Retrato imaginario de Almanzor. Obra de Francisco de Zurbarán (1658).

Primeros años

Abu ʿAmir Muhammad ben Abi ʿAmir al-Maʿafirí o Abu Amir, nació en torno al año 939. No se sabe con seguridad que lugar del Al-Ándalus fue su cuna natal, pero debió de ser en alguna población rural de la actual provincia de Málaga, tal vez la actual localidad de Torrox. Miembro de una relevante familia de terratenientes, étnicamente árabes, es poco lo que se sabe sobre su infancia y juventud, dada la falta de fuentes. Aún así, se dice que desde joven fue un hombre de gran inteligencia y astucia.

Alejado inicialmente de la vida militar, siguió una rápida y ascendente estela en el mundo civil. Estudió leyes y teología de manera profunda con los maestros de las escuelas religiosas (madrasas) de la capital, siendo un gran conocedor del Corán y de la tradición legislativa musulmana. La muerte de su padre y las necesidades económicas familiares le hicieron abandonar su prometedora carrera de alfaquí (juez), pero gracias a su buena formación se convirtió en escriba dentro de la administración califal.

Ascenso en la corte cordobesa

En aquellos tiempos, tras la muerte del califa Abderramán III (961) y la sucesión de su hijo, Alhakén II, la Córdoba omeya alcanzó su período de mayor desarrollo.
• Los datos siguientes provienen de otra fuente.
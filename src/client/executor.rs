//! The single-consumer serialization primitive backing [`super::Client`].

use std::sync::atomic::{AtomicBool, Ordering};
use std::sync::Arc;

use tokio::io::AsyncWriteExt;
use tokio::sync::{Mutex, OwnedMutexGuard};

use super::ClientState;
use crate::error::{protocol_err, Result};
use crate::protocol::ErrPacket;

/// Acquire exclusive access to the stream for one command.
///
/// Checks `disposed` both before queueing and after acquiring the lock, so
/// a Client shut down while a caller is waiting in line rejects that
/// caller instead of running its command. If the previous command's guard
/// was dropped without completing (its caller was cancelled mid-command),
/// `poisoned` is still `true`: protocol alignment is not guaranteed, so
/// this command is refused and the Client shut down rather than risk
/// reading garbage off a desynced stream.
pub(super) async fn begin_command(
    state: Arc<Mutex<ClientState>>,
    disposed: &AtomicBool,
) -> Result<CommandGuard> {
    if disposed.load(Ordering::Acquire) {
        return Err(disposed_error());
    }

    let mut guard = state.lock_owned().await;

    if disposed.load(Ordering::Acquire) {
        return Err(disposed_error());
    }

    if guard.poisoned {
        disposed.store(true, Ordering::Release);
        let _ = guard.stream.shutdown().await;
        return Err(protocol_err!(
            "client desynchronized by a previously cancelled command"
        ));
    }

    guard.poisoned = true;
    guard.next_seq = -1;

    Ok(CommandGuard { guard })
}

fn disposed_error() -> crate::error::Error {
    crate::error::Error::Usage("client is shut down".into())
}

/// Holding this guard *is* the in-flight command. `poisoned` is set before
/// the guard is handed out and only cleared by [`CommandGuard::complete`];
/// dropping the guard without calling it (the caller's future was
/// cancelled mid-command) leaves `poisoned` set in the underlying
/// `ClientState`, which the next [`begin_command`] treats as fatal.
pub(crate) struct CommandGuard {
    guard: OwnedMutexGuard<ClientState>,
}

impl CommandGuard {
    /// `sendPacket`: stamps and writes one logical packet,
    /// advancing the sequence counter.
    pub async fn send_packet(&mut self, payload: &[u8]) -> Result<()> {
        let seq = self.current_seq();
        let next = crate::io::write_packet(&mut self.guard.stream, seq, payload).await?;
        self.guard.next_seq = i16::from(next);
        Ok(())
    }

    /// `readRawPacket`: the next frame, unfiltered, with the
    /// tag byte still the first byte of the returned payload.
    pub async fn read_raw_packet(&mut self) -> Result<(u8, Vec<u8>)> {
        let (seq, payload) = crate::io::read_packet(&mut self.guard.stream).await?;
        let expected = self.current_seq();
        if seq != expected {
            return Err(protocol_err!(
                "packet sequence out of order: expected {expected}, received {seq}"
            ));
        }
        self.guard.next_seq = i16::from(seq.wrapping_add(1));
        let tag = *payload.first().unwrap_or(&0);
        Ok((tag, payload))
    }

    /// `readPacket(expected…)`: like [`Self::read_raw_packet`],
    /// but throws a parsed `ERR` as an error, enforces `tag ∈ expected`
    /// when non-empty, and peels the tag byte off the returned payload.
    pub async fn read_packet(&mut self, expected: &[u8]) -> Result<(u8, Vec<u8>)> {
        let (tag, payload) = self.read_raw_packet().await?;
        if tag == 0xFF {
            return Err(ErrPacket::read(&payload)?.into_error());
        }
        if !expected.is_empty() && !expected.contains(&tag) {
            return Err(protocol_err!("unexpected packet tag 0x{tag:02X}"));
        }
        Ok((tag, payload[1..].to_vec()))
    }

    pub fn set_in_transaction(&mut self, value: bool) {
        self.guard.in_transaction = value;
    }

    /// Record the outcome of the command: resets the sequence counter to
    /// the idle sentinel and clears `poisoned`, unless `fatal` — a fatal
    /// error already means the Client is being shut down, so there is
    /// nothing to un-poison.
    pub fn complete(self, fatal: bool) {
        if !fatal {
            let mut guard = self.guard;
            guard.poisoned = false;
            guard.next_seq = -1;
        }
    }

    fn current_seq(&self) -> u8 {
        if self.guard.next_seq < 0 {
            0
        } else {
            self.guard.next_seq as u8
        }
    }
}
Se amplió la esplendorosa mezquita, símbolo del poder teocrático del califa, y se terminó con las obras de la lujosa Medina Azahara, la ciudad palatina del soberano. Aunque enfrentado a la presión de los reinos cristianos del norte, el califa logró mantener la paz impuesta por su padre, consiguiendo una gran prosperidad. Con todo ello, Córdoba era una de las ciudades más poderosas y magníficas de Europa.

Reconstrucción de la Córdoba de los omeyas (y la mezquita) en torno al año 1000.

Fue en este ambiente de prosperidad en el que comenzó la vida adulta de Abu Amir. Su buen hacer como escriba debió de ser lo suficientemente destacado como para que los consejeros del califa se fijasen en él. Así, formó parte de los nuevos funcionarios califales que tomaron el relevo generacional de la corte cordobesa al comienzo del reinado de Alhakén. En 967 se convirtió en el administrador de los bienes del príncipe Abderramán, hijo y heredero del califa, y de su madre Subh (Aurora), una esclava de origen vascón, la concubina favorita del soberano. Aunque el papel de Abu Amir en estos años fue secundario, su cargo de gestor del patrimonio califal le permitió una gran cercanía al poder.

Interior de la mezquita-catedral de Córdoba. Fuente: turismodecordoba.org

Protegido por la concubina, la cual se convertiría en una gran aliada en las disputas futuras, Abu Amir fue ascendiendo rápidamente con nuevos cargos y funciones: dirigió la ceca de la ciudad y fue nombrado tesorero (968), más adelante (969), cadí (gobernador provincial) en varias ciudades, a la vez que ampliaba sus riquezas y posesiones. En 973 fue enviado al otro lado del Estrecho para la organización de una campaña militar contra los insurrectos idrisíes del Magreb, siendo su bautismo de fuego en la vida castrense. La campaña fue un éxito, gracias a sus hábiles maniobras organizativas, y regresó a Al-Ándalus convertido en un popular y prometedor jefe militar.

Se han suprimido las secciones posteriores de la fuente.